Strike causing Iceland brain-drain?

21 Landspítali radiologists resigned last week.

21 Landspítali radiologists resigned last week. Photo: ÞÖK

Ongoing strike action and pay disputes in Iceland is leading a number of healthcare specialists either to resign or move abroad.

Some 30% of all radiologists at the National University Hospital of Iceland (‘Landspítali’) have resigned in the past few days, according to the hospital’s Director of Research, Óskar Reykdalsson.

Radiologists invaluable for research work

“Staff are tired from the extra workload resulting from the radiologists’ strike,” explains Reykdalsson. The strike is about to enter its third month and those radiologists exempt from industrial action have come under immense workload pressure.

Reykdalsson candidly admits that the Department’s work cannot continue twenty radiologists down. “I hope that this dispute will soon be resolved and that the radiologists will find the deal attractive. These people are invaluable to us. We would rather need twenty more than twenty fewer,” he states.

Midwives looking into relocating

A similar danger is faced by the hospital as regards its midwives, who have also been involved in strike action since early April.

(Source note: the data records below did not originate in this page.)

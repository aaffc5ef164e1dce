//! Fixed-point arithmetic and mathematical utilities.
//!
//! Every division in the ledgers floors. Products that can exceed 128 bits
//! go through [`U256`]; nothing here touches floating point.

use serde::{Deserialize, Deserializer, Serialize, Serializer};
use std::ops::{Add, Mul, Sub};

use crate::error::{Error, Result};
use crate::utils::constants::{COLLATERAL_BASE_UNIT, DECIMAL_PRECISION, RATIO_PRECISION};

// ═══════════════════════════════════════════════════════════════════════════════
// 256-BIT INTEGER
// ═══════════════════════════════════════════════════════════════════════════════

#[allow(missing_docs)]
mod wide {
    uint::construct_uint! {
        /// 256-bit unsigned integer, four little-endian 64-bit words
        pub struct U256(4);
    }
}

pub use wide::U256;

impl U256 {
    /// Narrow to u128, failing instead of truncating
    pub fn to_u128_checked(&self, operation: &str) -> Result<u128> {
        if self.bits() > 128 {
            return Err(Error::Overflow {
                operation: operation.into(),
            });
        }
        Ok(self.low_u128())
    }

    /// Narrow to u64, failing instead of truncating
    pub fn to_u64_checked(&self, operation: &str) -> Result<u64> {
        if self.bits() > 64 {
            return Err(Error::Overflow {
                operation: operation.into(),
            });
        }
        Ok(self.low_u64())
    }
}

impl Serialize for U256 {
    fn serialize<S>(&self, serializer: S) -> std::result::Result<S::Ok, S::Error>
    where
        S: Serializer,
    {
        self.0.serialize(serializer)
    }
}

impl<'de> Deserialize<'de> for U256 {
    fn deserialize<D>(deserializer: D) -> std::result::Result<Self, D::Error>
    where
        D: Deserializer<'de>,
    {
        let words = <[u64; 4]>::deserialize(deserializer)?;
        Ok(U256(words))
    }
}

/// Checked `a * b / c` over 256 bits, floored
pub fn mul_div_u256(a: U256, b: U256, c: U256, operation: &str) -> Result<U256> {
    if c.is_zero() {
        return Err(Error::InvalidParameter {
            name: "divisor".into(),
            reason: format!("division by zero in {}", operation),
        });
    }
    let product = a.checked_mul(b).ok_or_else(|| Error::Overflow {
        operation: operation.into(),
    })?;
    Ok(product / c)
}

/// Checked `a * b / c` with a 256-bit intermediate, floored, narrowed to u128
pub fn mul_div_u128(a: u128, b: u128, c: u128, operation: &str) -> Result<u128> {
    mul_div_u256(U256::from(a), U256::from(b), U256::from(c), operation)?
        .to_u128_checked(operation)
}

// ═══════════════════════════════════════════════════════════════════════════════
// FIXED POINT TYPE
// ═══════════════════════════════════════════════════════════════════════════════

/// Fixed-point number with 18 decimal places precision
///
/// Used for the pool product `P`, per-unit losses and gains, and the
/// redistribution accumulators.
#[derive(
    Debug, Clone, Copy, PartialEq, Eq, PartialOrd, Ord, Hash, Default, Serialize, Deserialize,
)]
pub struct FixedPoint(u128);

impl FixedPoint {
    /// Scale factor: 10^18
    pub const SCALE: u128 = DECIMAL_PRECISION;

    /// Zero value
    pub const ZERO: Self = Self(0);

    /// One (1.0)
    pub const ONE: Self = Self(Self::SCALE);

    /// Create a new FixedPoint from raw value
    pub const fn from_raw(raw: u128) -> Self {
        Self(raw)
    }

    /// Create from an integer (scales up)
    pub fn from_integer(value: u64) -> Self {
        Self((value as u128) * Self::SCALE)
    }

    /// `numerator / denominator` as a fraction, floored
    pub fn from_ratio(numerator: u64, denominator: u64) -> Result<Self> {
        if denominator == 0 {
            return Err(Error::InvalidParameter {
                name: "denominator".into(),
                reason: "division by zero".into(),
            });
        }
        Ok(Self((numerator as u128) * Self::SCALE / (denominator as u128)))
    }

    /// Get the raw underlying value
    pub fn raw(&self) -> u128 {
        self.0
    }

    /// Convert to u64, rounding down (truncating)
    pub fn to_u64_floor(&self) -> u64 {
        (self.0 / Self::SCALE) as u64
    }

    /// Check if value is zero
    pub fn is_zero(&self) -> bool {
        self.0 == 0
    }

    /// Checked addition
    pub fn checked_add(self, other: Self) -> Result<Self> {
        self.0
            .checked_add(other.0)
            .map(Self)
            .ok_or_else(|| Error::Overflow {
                operation: format!("fixed {} + {}", self.0, other.0),
            })
    }

    /// Checked subtraction
    pub fn checked_sub(self, other: Self) -> Result<Self> {
        self.0
            .checked_sub(other.0)
            .map(Self)
            .ok_or_else(|| Error::Underflow {
                operation: format!("fixed {} - {}", self.0, other.0),
            })
    }

    /// Checked fixed-point product, floored
    pub fn checked_mul(self, other: Self) -> Result<Self> {
        mul_div_u128(self.0, other.0, Self::SCALE, "fixed mul").map(Self)
    }

    /// Checked fixed-point quotient, floored
    pub fn checked_div(self, other: Self) -> Result<Self> {
        mul_div_u128(self.0, Self::SCALE, other.0, "fixed div").map(Self)
    }

    /// Multiply the raw value by a plain integer factor
    pub fn checked_scale_up(self, factor: u128) -> Result<Self> {
        self.0
            .checked_mul(factor)
            .map(Self)
            .ok_or_else(|| Error::Overflow {
                operation: format!("fixed {} * {}", self.0, factor),
            })
    }

    /// `amount * self`, floored to whole base units
    pub fn mul_amount_floor(self, amount: u64) -> Result<u64> {
        mul_div_u256(
            U256::from(amount),
            U256::from(self.0),
            U256::from(Self::SCALE),
            "fixed mul amount",
        )?
        .to_u64_checked("fixed mul amount")
    }

    /// Saturating subtraction
    pub fn saturating_sub(&self, other: Self) -> Self {
        Self(self.0.saturating_sub(other.0))
    }
}

impl std::fmt::Display for FixedPoint {
    fn fmt(&self, f: &mut std::fmt::Formatter<'_>) -> std::fmt::Result {
        write!(f, "{}.{:018}", self.0 / Self::SCALE, self.0 % Self::SCALE)
    }
}

impl Add for FixedPoint {
    type Output = Self;

    fn add(self, rhs: Self) -> Self::Output {
        Self(self.0 + rhs.0)
    }
}

impl Sub for FixedPoint {
    type Output = Self;

    fn sub(self, rhs: Self) -> Self::Output {
        Self(self.0 - rhs.0)
    }
}

impl Mul for FixedPoint {
    type Output = Self;

    fn mul(self, rhs: Self) -> Self::Output {
        Self((self.0 * rhs.0) / Self::SCALE)
    }
}

// ═══════════════════════════════════════════════════════════════════════════════
// SAFE ARITHMETIC OPERATIONS
// ═══════════════════════════════════════════════════════════════════════════════

/// Safe addition with overflow check
pub fn safe_add(a: u64, b: u64) -> Result<u64> {
    a.checked_add(b).ok_or(Error::Overflow {
        operation: format!("{} + {}", a, b),
    })
}

/// Safe subtraction with underflow check
pub fn safe_sub(a: u64, b: u64) -> Result<u64> {
    a.checked_sub(b).ok_or(Error::Underflow {
        operation: format!("{} - {}", a, b),
    })
}

/// Safe multiplication then division, floored
/// Computes (a * b) / c with u128 intermediate to prevent overflow
pub fn safe_mul_div(a: u64, b: u64, c: u64) -> Result<u64> {
    if c == 0 {
        return Err(Error::InvalidParameter {
            name: "divisor".into(),
            reason: "division by zero".into(),
        });
    }
    let result = (a as u128) * (b as u128) / (c as u128);
    if result > u64::MAX as u128 {
        return Err(Error::Overflow {
            operation: format!("({} * {}) / {}", a, b, c),
        });
    }
    Ok(result as u64)
}

// ═══════════════════════════════════════════════════════════════════════════════
// COLLATERALIZATION CALCULATIONS
// ═══════════════════════════════════════════════════════════════════════════════

/// Calculate collateral ratio as a percentage
///
/// # Arguments
/// * `collateral` - Collateral in base units
/// * `price` - Stable base units per whole collateral token
/// * `debt` - Debt in stable base units
///
/// # Returns
/// Collateral ratio as percentage (e.g., 150 = 150%), `u64::MAX` with no debt
pub fn calculate_collateral_ratio(collateral: u64, price: u64, debt: u64) -> Result<u64> {
    if debt == 0 {
        return Ok(u64::MAX);
    }

    let numerator = (collateral as u128) * (price as u128) * (RATIO_PRECISION as u128);
    let denominator = (COLLATERAL_BASE_UNIT as u128) * (debt as u128);

    let ratio = numerator / denominator;

    if ratio > u64::MAX as u128 {
        return Ok(u64::MAX);
    }

    Ok(ratio as u64)
}

/// Collateral value in stable base units
pub fn calculate_collateral_value(collateral: u64, price: u64) -> Result<u64> {
    safe_mul_div(collateral, price, COLLATERAL_BASE_UNIT)
}

#[cfg(test)]
mod tests {
    use super::*;
    use crate::utils::constants::STABLE_BASE_UNIT;

    #[test]
    fn test_fixed_point_basic() {
        let a = FixedPoint::from_integer(10);
        let b = FixedPoint::from_integer(5);

        assert_eq!((a + b).to_u64_floor(), 15);
        assert_eq!((a - b).to_u64_floor(), 5);
        assert_eq!((a * b).to_u64_floor(), 50);
        assert_eq!(a.checked_div(b).unwrap().to_u64_floor(), 2);
    }

    #[test]
    fn test_fixed_point_floors() {
        let third = FixedPoint::from_ratio(1, 3).unwrap();
        assert_eq!(third.raw(), 333_333_333_333_333_333);
        // 3 * floor(1/3) falls one unit short of ONE
        assert_eq!(third.mul_amount_floor(3).unwrap(), 0);
        assert_eq!(FixedPoint::ONE.checked_sub(third * FixedPoint::from_integer(3)).unwrap().raw(), 1);
    }

    #[test]
    fn test_fixed_point_checked_errors() {
        assert!(matches!(
            FixedPoint::ZERO.checked_sub(FixedPoint::ONE),
            Err(Error::Underflow { .. })
        ));
        assert!(matches!(
            FixedPoint::from_raw(u128::MAX).checked_add(FixedPoint::ONE),
            Err(Error::Overflow { .. })
        ));
        assert!(FixedPoint::from_ratio(1, 0).is_err());
    }

    #[test]
    fn test_fixed_point_display() {
        assert_eq!(FixedPoint::ONE.to_string(), "1.000000000000000000");
        assert_eq!(FixedPoint::from_raw(5).to_string(), "0.000000000000000005");
    }

    #[test]
    fn test_mul_div_wide() {
        // 1e30 * 1e30 / 1e30 overflows u128 in the middle but not at the end
        let big = 10u128.pow(30);
        assert_eq!(mul_div_u128(big, big, big, "test").unwrap(), big);
        assert!(mul_div_u128(u128::MAX, 2, 1, "test").is_err());
        assert!(mul_div_u128(1, 1, 0, "test").is_err());
    }

    #[test]
    fn test_u256_narrowing() {
        let x = U256::from(u64::MAX) + U256::one();
        assert!(x.to_u64_checked("test").is_err());
        assert_eq!(x.to_u128_checked("test").unwrap(), u64::MAX as u128 + 1);
    }

    #[test]
    fn test_u256_serde() {
        let x = U256::from(u128::MAX) * U256::from(7u64);
        let bytes = bincode::serialize(&x).unwrap();
        let back: U256 = bincode::deserialize(&bytes).unwrap();
        assert_eq!(x, back);
    }

    #[test]
    fn test_safe_operations() {
        assert_eq!(safe_add(5, 3).unwrap(), 8);
        assert!(safe_add(u64::MAX, 1).is_err());

        assert_eq!(safe_sub(5, 3).unwrap(), 2);
        assert!(safe_sub(3, 5).is_err());

        assert_eq!(safe_mul_div(100, 3, 4).unwrap(), 75);
        assert!(safe_mul_div(1, 1, 0).is_err());
    }

    #[test]
    fn test_collateral_ratio() {
        // 1 collateral at 2,000 against 1,000 debt = 200%
        let price = 2_000 * STABLE_BASE_UNIT;
        let ratio =
            calculate_collateral_ratio(COLLATERAL_BASE_UNIT, price, 1_000 * STABLE_BASE_UNIT)
                .unwrap();
        assert_eq!(ratio, 200);
        assert_eq!(calculate_collateral_ratio(1, price, 0).unwrap(), u64::MAX);
    }

    #[test]
    fn test_collateral_value() {
        let price = 2_000 * STABLE_BASE_UNIT;
        let value = calculate_collateral_value(COLLATERAL_BASE_UNIT / 2, price).unwrap();
        assert_eq!(value, 1_000 * STABLE_BASE_UNIT);
    }
}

Last week, 22 midwives (17% of all midwives at Landspítali) applied to the Directorate of Health for certification of their right to apply for work in other Nordic countries. Two have already been recruited in Sweden.

“Few want to move from Iceland,” says Áslaug Valsdóttir, Head of the Icelandic Association of Midwives. “But staff are disappointed with their workplace, depressed at not receiving a full wage for their work in recent months, and fed up with the long-term pressure.”